How many lines of these entries include the string "PageMetrics"? State the number alone.

SOURCE INFORMATION
*** Block opens ***

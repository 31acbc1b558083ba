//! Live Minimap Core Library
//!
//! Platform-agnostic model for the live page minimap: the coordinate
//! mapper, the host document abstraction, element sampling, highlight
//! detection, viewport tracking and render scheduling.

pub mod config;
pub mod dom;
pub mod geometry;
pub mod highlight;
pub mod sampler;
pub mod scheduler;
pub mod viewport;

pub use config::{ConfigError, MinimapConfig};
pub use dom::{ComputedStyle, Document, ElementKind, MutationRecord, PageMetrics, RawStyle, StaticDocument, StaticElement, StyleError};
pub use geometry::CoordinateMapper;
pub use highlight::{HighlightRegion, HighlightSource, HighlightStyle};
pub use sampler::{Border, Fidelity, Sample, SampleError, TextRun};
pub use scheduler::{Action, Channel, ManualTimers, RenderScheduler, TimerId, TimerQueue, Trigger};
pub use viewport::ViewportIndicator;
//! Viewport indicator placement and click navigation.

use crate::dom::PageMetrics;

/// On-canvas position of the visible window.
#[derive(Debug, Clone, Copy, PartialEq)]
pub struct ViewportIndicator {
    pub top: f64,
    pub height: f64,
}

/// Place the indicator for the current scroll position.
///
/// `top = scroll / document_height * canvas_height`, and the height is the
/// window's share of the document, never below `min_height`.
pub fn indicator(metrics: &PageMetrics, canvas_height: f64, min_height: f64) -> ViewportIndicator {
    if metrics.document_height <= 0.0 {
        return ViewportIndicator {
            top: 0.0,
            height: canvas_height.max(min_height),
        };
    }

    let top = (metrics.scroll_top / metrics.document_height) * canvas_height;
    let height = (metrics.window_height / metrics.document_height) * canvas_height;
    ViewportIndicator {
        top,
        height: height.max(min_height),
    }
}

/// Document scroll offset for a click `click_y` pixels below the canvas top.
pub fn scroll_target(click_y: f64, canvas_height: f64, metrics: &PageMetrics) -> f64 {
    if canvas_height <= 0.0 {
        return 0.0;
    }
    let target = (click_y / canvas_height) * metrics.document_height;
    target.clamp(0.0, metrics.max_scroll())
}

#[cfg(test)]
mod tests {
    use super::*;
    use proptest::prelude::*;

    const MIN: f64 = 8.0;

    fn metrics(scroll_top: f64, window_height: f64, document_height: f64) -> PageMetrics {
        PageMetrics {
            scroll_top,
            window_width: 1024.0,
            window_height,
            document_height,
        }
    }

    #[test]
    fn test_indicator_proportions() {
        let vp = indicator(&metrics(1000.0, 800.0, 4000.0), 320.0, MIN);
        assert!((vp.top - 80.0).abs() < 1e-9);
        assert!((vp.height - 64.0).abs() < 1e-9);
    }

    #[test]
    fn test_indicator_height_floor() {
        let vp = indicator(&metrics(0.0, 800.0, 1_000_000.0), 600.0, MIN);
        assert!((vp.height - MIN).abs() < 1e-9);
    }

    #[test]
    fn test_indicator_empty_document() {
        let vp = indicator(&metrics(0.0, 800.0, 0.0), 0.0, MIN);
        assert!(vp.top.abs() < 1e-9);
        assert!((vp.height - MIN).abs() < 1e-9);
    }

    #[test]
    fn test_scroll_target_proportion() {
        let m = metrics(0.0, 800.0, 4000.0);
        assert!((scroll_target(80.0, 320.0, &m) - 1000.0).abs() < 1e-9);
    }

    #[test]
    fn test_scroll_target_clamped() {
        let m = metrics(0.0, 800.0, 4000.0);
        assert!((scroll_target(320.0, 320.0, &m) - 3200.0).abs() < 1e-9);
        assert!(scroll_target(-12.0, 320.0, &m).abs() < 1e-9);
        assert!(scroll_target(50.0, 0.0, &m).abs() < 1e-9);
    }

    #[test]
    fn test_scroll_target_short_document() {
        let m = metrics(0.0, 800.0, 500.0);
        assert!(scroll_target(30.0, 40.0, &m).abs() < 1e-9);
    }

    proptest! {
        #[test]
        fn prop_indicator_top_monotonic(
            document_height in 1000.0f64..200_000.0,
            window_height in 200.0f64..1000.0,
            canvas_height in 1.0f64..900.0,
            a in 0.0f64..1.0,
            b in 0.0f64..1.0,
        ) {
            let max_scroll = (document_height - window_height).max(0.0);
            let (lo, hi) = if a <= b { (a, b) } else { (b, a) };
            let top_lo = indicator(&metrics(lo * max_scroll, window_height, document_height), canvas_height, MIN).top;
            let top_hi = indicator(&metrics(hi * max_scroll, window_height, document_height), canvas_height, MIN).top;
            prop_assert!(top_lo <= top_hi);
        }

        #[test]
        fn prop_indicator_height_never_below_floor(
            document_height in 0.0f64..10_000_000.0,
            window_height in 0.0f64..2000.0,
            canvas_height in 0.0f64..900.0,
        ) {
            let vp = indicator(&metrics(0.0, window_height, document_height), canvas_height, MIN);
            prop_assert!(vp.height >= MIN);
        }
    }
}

*** Block closes ***

ANSWER BOX
6